Marcus Freed is a man of many talents — actor, writer, poet, impresario. He is the inventor of Bibliyoga, a text-based system of yoga, and has a head for religious texts in general. But his greatest undertakings have been three plays in a loose series which Freed stars, co-writes, and stages.
Solomon: King, Poet, and Lover is a lot of things, too. It manages to juggle comedy, tragedy, politics and history at once, and using an impressive array of storytelling techniques from performance poetry to stand-up comedy. It’s almost impossible to avoid comparisons to Shakespeare — due both to the mixture of the highbrow and the lowbrow, as well as to Freed’s pulling double-duty as writer and actor — but he also mixes in elements of everything from Mel Brooks to The Office.
This weekend, Marcus Freed will perform at Jewlicious on the Beach in L.A. alongside Matisyahu, G-dcast‘s Sarah Lefton, and a bunch of other folks. Luckily, though, MJL got a private session to ask about his show, his favorite biblical hero, and why Bible stories get so hot and heavy.
Right from the subtitle of the performance — “King, Poet & Lover” — it’s pretty clear that you’re taking King Solomon on an irreverent, non-traditional ride. On the other hand, you’re getting raves from pretty traditional folks like Joseph Telushkin and Rabbi Dr.
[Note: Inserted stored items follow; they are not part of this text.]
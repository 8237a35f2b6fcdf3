//! Derived, read-only views over a note collection.

use crate::models::Note;
use crate::taxonomy::RECENT_CATEGORY_ID;
use chrono::{DateTime, Utc};
use serde::{Deserialize, Serialize};
use std::cmp::Ordering;
use std::collections::HashSet;

/// What a list screen is currently showing.
#[derive(Clone, Debug, Default, PartialEq, Eq)]
pub struct NoteQuery {
    /// `None` shows every category; `"recent"` selects by recency.
    pub category_id: Option<String>,
    /// Empty means no text search. Whitespace is matched literally.
    pub search_text: String,
}

impl NoteQuery {
    pub fn new() -> Self {
        Self::default()
    }

    pub fn category(mut self, category_id: impl Into<String>) -> Self {
        self.category_id = Some(category_id.into());
        self
    }

    pub fn search(mut self, text: impl Into<String>) -> Self {
        self.search_text = text.into();
        self
    }

    pub fn is_unfiltered(&self) -> bool {
        self.category_id.is_none() && self.search_text.is_empty()
    }

    pub fn matches(&self, note: &Note, now: DateTime<Utc>) -> bool {
        let in_category = self
            .category_id
            .as_deref()
            .map(|id| in_category(note, id, now))
            .unwrap_or(true);

        in_category && (self.search_text.is_empty() || matches_text(note, &self.search_text))
    }
}

fn in_category(note: &Note, category_id: &str, now: DateTime<Utc>) -> bool {
    if category_id == RECENT_CATEGORY_ID {
        note.is_recent(now)
    } else {
        note.category_id == category_id
    }
}

fn matches_text(note: &Note, text: &str) -> bool {
    let needle = text.to_lowercase();
    note.title.to_lowercase().contains(&needle) || note.content.to_lowercase().contains(&needle)
}

/// Newest `createdAt` first. Timestamps that do not parse sort after all
/// valid ones, ordered by their raw text.
pub fn compare_newest_first(a: &Note, b: &Note) -> Ordering {
    match (a.created_at_utc(), b.created_at_utc()) {
        (Some(x), Some(y)) => y.cmp(&x),
        (Some(_), None) => Ordering::Less,
        (None, Some(_)) => Ordering::Greater,
        (None, None) => b.created_at.cmp(&a.created_at),
    }
}

pub fn sort_newest_first(notes: &mut [Note]) {
    notes.sort_by(compare_newest_first);
}

/// The notes a screen should render for `query`, newest first.
pub fn filter_notes(notes: &[Note], query: &NoteQuery, now: DateTime<Utc>) -> Vec<Note> {
    let mut out: Vec<Note> = if query.is_unfiltered() {
        notes.to_vec()
    } else {
        notes
            .iter()
            .filter(|n| query.matches(n, now))
            .cloned()
            .collect()
    };
    sort_newest_first(&mut out);
    out
}

/// Badge count for a navigation entry; `"recent"` counts recent notes.
pub fn count_for_category(notes: &[Note], category_id: &str, now: DateTime<Utc>) -> usize {
    notes
        .iter()
        .filter(|n| in_category(n, category_id, now))
        .count()
}

#[derive(Serialize, Deserialize, Clone, Copy, Debug, Default, PartialEq, Eq)]
pub struct ActivitySummary {
    pub total: usize,
    pub recent: usize,
    /// Distinct `categoryId`s in use.
    pub categories_used: usize,
}

impl ActivitySummary {
    pub fn of(notes: &[Note], now: DateTime<Utc>) -> Self {
        let categories: HashSet<&str> = notes.iter().map(|n| n.category_id.as_str()).collect();
        Self {
            total: notes.len(),
            recent: notes.iter().filter(|n| n.is_recent(now)).count(),
            categories_used: categories.len(),
        }
    }
}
Jonathan Sacks. How do you tell the line between being playfully irreverent and crossing over into the sacrilegious?
It’s a difficult balance. For me, this is very much about trying to find a truthful interpretation of the biblical stories. There’s a real danger of flattening the whole thing by trying to be reverent towards what’s essentially a sacred text, but I believe that as long as the intention is correct — for me, to get a real understanding of what it’s about and to connect with the stories in a meaningful way — then I’m happy to play fast and loose with the biblical characters. But it took me a long time to ‘come out’ and say this. Jews are great at religious repression but when we try and pretend stuff isn’t there, we miss the point.